### Material for this exercise

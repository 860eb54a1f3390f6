// 進捗監視の具象実装

use crate::core::{JobError, JobId, PoolSummary, ProgressReporter, WorkerId};
use async_trait::async_trait;

/// tracingによる進捗報告実装
#[derive(Debug, Clone)]
pub struct LogProgressReporter {
    quiet: bool,
    progress_interval: usize,
}

impl Default for LogProgressReporter {
    fn default() -> Self {
        Self {
            quiet: false,
            progress_interval: 100,
        }
    }
}

impl LogProgressReporter {
    pub fn new() -> Self {
        Self::default()
    }

    pub fn quiet() -> Self {
        Self {
            quiet: true,
            ..Self::default()
        }
    }

    /// 進捗をログ出力する間隔（完了件数）
    pub fn with_progress_interval(mut self, interval: usize) -> Self {
        self.progress_interval = interval.max(1);
        self
    }
}

#[async_trait]
impl ProgressReporter for LogProgressReporter {
    async fn report_started(&self, worker_count: usize) {
        if !self.quiet {
            tracing::info!(worker_count, "worker pool started");
        }
    }

    async fn report_failure(&self, job_id: JobId, worker_id: WorkerId, error: &JobError) {
        if !self.quiet {
            tracing::warn!(%job_id, worker_id, kind = %error.kind, "job failed: {}", error.message);
        }
    }

    async fn report_progress(&self, completed: usize, submitted: usize) {
        if !self.quiet && (completed % self.progress_interval == 0 || completed == submitted) {
            tracing::info!(completed, submitted, "progress");
        }
    }

    async fn report_completed(&self, summary: &PoolSummary) {
        if !self.quiet {
            tracing::info!(
                completed = summary.completed,
                succeeded = summary.succeeded,
                failed = summary.failed,
                dropped = summary.dropped,
                elapsed_ms = summary.elapsed.as_millis() as u64,
                "worker pool stopped"
            );
        }
    }
}

/// 何もしない進捗報告実装（テスト・ベンチマーク用）
#[derive(Debug, Default, Clone)]
pub struct NoOpProgressReporter;

impl NoOpProgressReporter {
    pub fn new() -> Self {
        Self
    }
}

#[async_trait]
impl ProgressReporter for NoOpProgressReporter {
    async fn report_started(&self, _worker_count: usize) {}

    async fn report_failure(&self, _job_id: JobId, _worker_id: WorkerId, _error: &JobError) {}

    async fn report_progress(&self, _completed: usize, _submitted: usize) {}

    async fn report_completed(&self, _summary: &PoolSummary) {}
}
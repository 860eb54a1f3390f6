// CLI層 - コマンドライン引数の定義と処理
// ユーザーインターフェースとワーカープールの橋渡し

pub mod args;
pub mod commands;

// 公開API
pub use args::*;
pub use commands::*;
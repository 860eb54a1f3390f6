// WorkerPool - 有界ワーカープール
// キュー、ワーカー群、結果コレクターを組み合わせ、状態遷移を管理する

use super::queue::JobQueue;
use super::state::StateCell;
use super::worker::spawn_workers;
use crate::{
    core::{
        Job, JobHandler, JobId, JobResult, PoolError, PoolResult, PoolState, PoolSummary,
        ProgressReporter,
    },
    services::{
        collection::{spawn_result_collector, ResultStream, WorkerCountdown},
        config::PoolConfig,
        monitoring::NoOpProgressReporter,
    },
};
use std::sync::atomic::{AtomicBool, AtomicU64, Ordering};
use std::sync::{Arc, Mutex, PoisonError};
use tokio::sync::mpsc;
use tokio_util::sync::CancellationToken;

/// 有界ワーカープール
///
/// 固定数のワーカーが共有キューからジョブを取り出し、`JobHandler`で処理する。
/// 結果は1本の`ResultStream`に集約され、全ワーカー終了後に閉じられる。
///
/// 状態遷移: `Created → Running → (Draining | Cancelling) → Stopped`
///
/// プールを破棄すると投入側が閉じられ、ワーカーは残りのジョブを処理して終了する。
pub struct WorkerPool<H: JobHandler, R = NoOpProgressReporter> {
    config: PoolConfig,
    handler: Arc<H>,
    reporter: Arc<R>,
    queue: JobQueue<H::Input>,
    cancel: CancellationToken,
    state: Arc<StateCell>,
    countdown: WorkerCountdown,
    next_id: AtomicU64,
    started: AtomicBool,
    results: Mutex<Option<ResultStream<H::Output>>>,
    output_tx: Mutex<Option<mpsc::UnboundedSender<JobResult<H::Output>>>>,
}

impl<H> WorkerPool<H, NoOpProgressReporter>
where
    H: JobHandler + 'static,
{
    /// 新しいプールを作成（`Created`状態）
    ///
    /// 設定が不正な場合は`Configuration`エラー。
    pub fn new(config: PoolConfig, handler: H) -> PoolResult<Self> {
        Self::with_reporter(config, handler, NoOpProgressReporter::new())
    }
}

impl<H, R> WorkerPool<H, R>
where
    H: JobHandler + 'static,
    R: ProgressReporter + 'static,
{
    /// 進捗レポーターを指定してプールを作成
    pub fn with_reporter(config: PoolConfig, handler: H, reporter: R) -> PoolResult<Self> {
        config.validate()?;

        let cancel = CancellationToken::new();
        let (output_tx, output_rx) = mpsc::unbounded_channel();

        Ok(Self {
            queue: JobQueue::new(config.queue_capacity(), cancel.clone()),
            countdown: WorkerCountdown::new(config.worker_count()),
            config,
            handler: Arc::new(handler),
            reporter: Arc::new(reporter),
            cancel,
            state: Arc::new(StateCell::new()),
            next_id: AtomicU64::new(1),
            started: AtomicBool::new(false),
            results: Mutex::new(Some(ResultStream::new(output_rx))),
            output_tx: Mutex::new(Some(output_tx)),
        })
    }

    /// ワーカーと結果コレクターを起動
    ///
    /// 起動できるのは1回のみ。`close()`や`cancel()`の後に起動した場合、
    /// ワーカーは残りのジョブを処理するか即座に終了する。
    pub fn start(&self) -> PoolResult<()> {
        if self.state.get().is_terminal() {
            return Err(PoolError::PoolStopped);
        }
        if self.started.swap(true, Ordering::AcqRel) {
            return Err(PoolError::AlreadyStarted);
        }

        let output_tx = self
            .output_tx
            .lock()
            .unwrap_or_else(PoisonError::into_inner)
            .take()
            .ok_or_else(|| PoolError::internal(anyhow::anyhow!("result sender missing")))?;

        // 停止処理より先に遷移しておく（Created → Stoppedは許可されない）
        self.state.transition(PoolState::Running);

        let worker_count = self.config.worker_count();
        let (result_tx, result_rx) = mpsc::channel(self.config.result_buffer());

        // result_txはワーカーへ複製され、ここで元が破棄される
        spawn_workers(
            Arc::clone(&self.handler),
            self.queue.receiver(),
            result_tx,
            &self.countdown,
            worker_count,
            self.config.job_timeout(),
            &self.cancel,
        );

        let collector = spawn_result_collector(
            result_rx,
            output_tx,
            self.countdown.clone(),
            self.queue.accepted_counter(),
            Arc::clone(&self.reporter),
            worker_count,
        );

        let state = Arc::clone(&self.state);
        let jobs = self.queue.receiver();
        tokio::spawn(async move {
            let summary = match collector.await {
                Ok(summary) => Some(summary),
                Err(error) => {
                    tracing::error!(%error, "result collector failed");
                    None
                }
            };

            let discarded = jobs.discard_pending().await;
            if discarded > 0 {
                tracing::debug!(discarded, "unclaimed jobs dropped");
            }

            state.finish(summary);
        });

        tracing::debug!(
            workers = worker_count,
            queue_capacity = self.config.queue_capacity(),
            "workers spawned"
        );
        Ok(())
    }

    /// ペイロードを投入し、採番したジョブIDを返す
    ///
    /// キューが満杯なら空きが出るまで待機する。容量0の場合は
    /// ワーカーが受け取るまで待機する。
    pub async fn submit(&self, payload: H::Input) -> PoolResult<JobId> {
        let job = Job::new(self.next_job_id(), payload);
        self.submit_job(job).await
    }

    /// ID指定済みのジョブを投入
    pub async fn submit_job(&self, job: Job<H::Input>) -> PoolResult<JobId> {
        self.ensure_not_stopped()?;

        // 受付数はキューが確定時に数える。途中で破棄されても残らない
        let job_id = job.id;
        self.queue.submit(job).await?;

        tracing::trace!(%job_id, "job submitted");
        Ok(job_id)
    }

    /// 待機せずに投入。満杯なら`QueueFull`
    pub fn try_submit(&self, payload: H::Input) -> PoolResult<JobId> {
        self.ensure_not_stopped()?;

        let job = Job::new(self.next_job_id(), payload);
        let job_id = job.id;
        self.queue.try_submit(job)?;
        Ok(job_id)
    }

    /// 投入終了を通知（冪等）。キュー内のジョブは全て処理される
    pub fn close(&self) {
        if self.state.get().is_terminal() {
            return;
        }
        // ワーカーが終了しうる前にDrainingへ遷移する（Running → Stoppedは許可されない）
        self.state.transition(PoolState::Draining);
        if self.queue.close() {
            tracing::debug!("job queue closed");
        }
    }

    /// キャンセル（冪等）
    ///
    /// 未取得のジョブは破棄され、実行中のジョブは完了するか
    /// 次のawait地点で中断される。
    pub fn cancel(&self) {
        if self.state.get().is_terminal() {
            return;
        }
        if !self.cancel.is_cancelled() {
            tracing::info!("worker pool cancelled");
        }
        self.state.transition(PoolState::Cancelling);
        self.cancel.cancel();
        self.queue.close();
    }

    /// 結果ストリームを取得（1回のみ）
    pub fn collect(&self) -> PoolResult<ResultStream<H::Output>> {
        self.results
            .lock()
            .unwrap_or_else(PoisonError::into_inner)
            .take()
            .ok_or(PoolError::ResultsTaken)
    }

    /// `Stopped`になるまで待機し、集計を返す
    ///
    /// 結果ストリームを読まなくても完了する。
    pub async fn wait(&self) -> PoolResult<PoolSummary> {
        if !self.started.load(Ordering::Acquire) {
            return Err(PoolError::NotStarted);
        }
        self.state.wait_stopped().await
    }

    pub fn state(&self) -> PoolState {
        self.state.get()
    }

    /// 稼働中のワーカー数
    pub fn active_workers(&self) -> usize {
        if self.started.load(Ordering::Acquire) {
            self.countdown.remaining()
        } else {
            0
        }
    }

    /// 設定への参照を取得
    pub fn config(&self) -> &PoolConfig {
        &self.config
    }

    /// 作業関数へ渡されるトークンの親
    pub fn cancellation_token(&self) -> CancellationToken {
        self.cancel.clone()
    }

    /// 受け付けたジョブの累計
    pub fn submitted_count(&self) -> usize {
        self.queue.accepted()
    }

    /// キュー内で未取得のジョブ数
    pub fn queued_jobs(&self) -> usize {
        self.queue.len()
    }

    fn next_job_id(&self) -> JobId {
        JobId(self.next_id.fetch_add(1, Ordering::Relaxed))
    }

    fn ensure_not_stopped(&self) -> PoolResult<()> {
        if self.state.get().is_terminal() {
            Err(PoolError::PoolStopped)
        } else {
            Ok(())
        }
    }
}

######

What is required
Above are records; repeat only the lines starting at the line with "self.results" and ending at the line with "pub async fn wait(&self)", exactly as they appear, both included.

Solved problem
        self.results
            .lock()
            .unwrap_or_else(PoisonError::into_inner)
            .take()
            .ok_or(PoolError::ResultsTaken)
    }

    /// `Stopped`になるまで待機し、集計を返す
    ///
    /// 結果ストリームを読まなくても完了する。
    pub async fn wait(&self) -> PoolResult<PoolSummary> {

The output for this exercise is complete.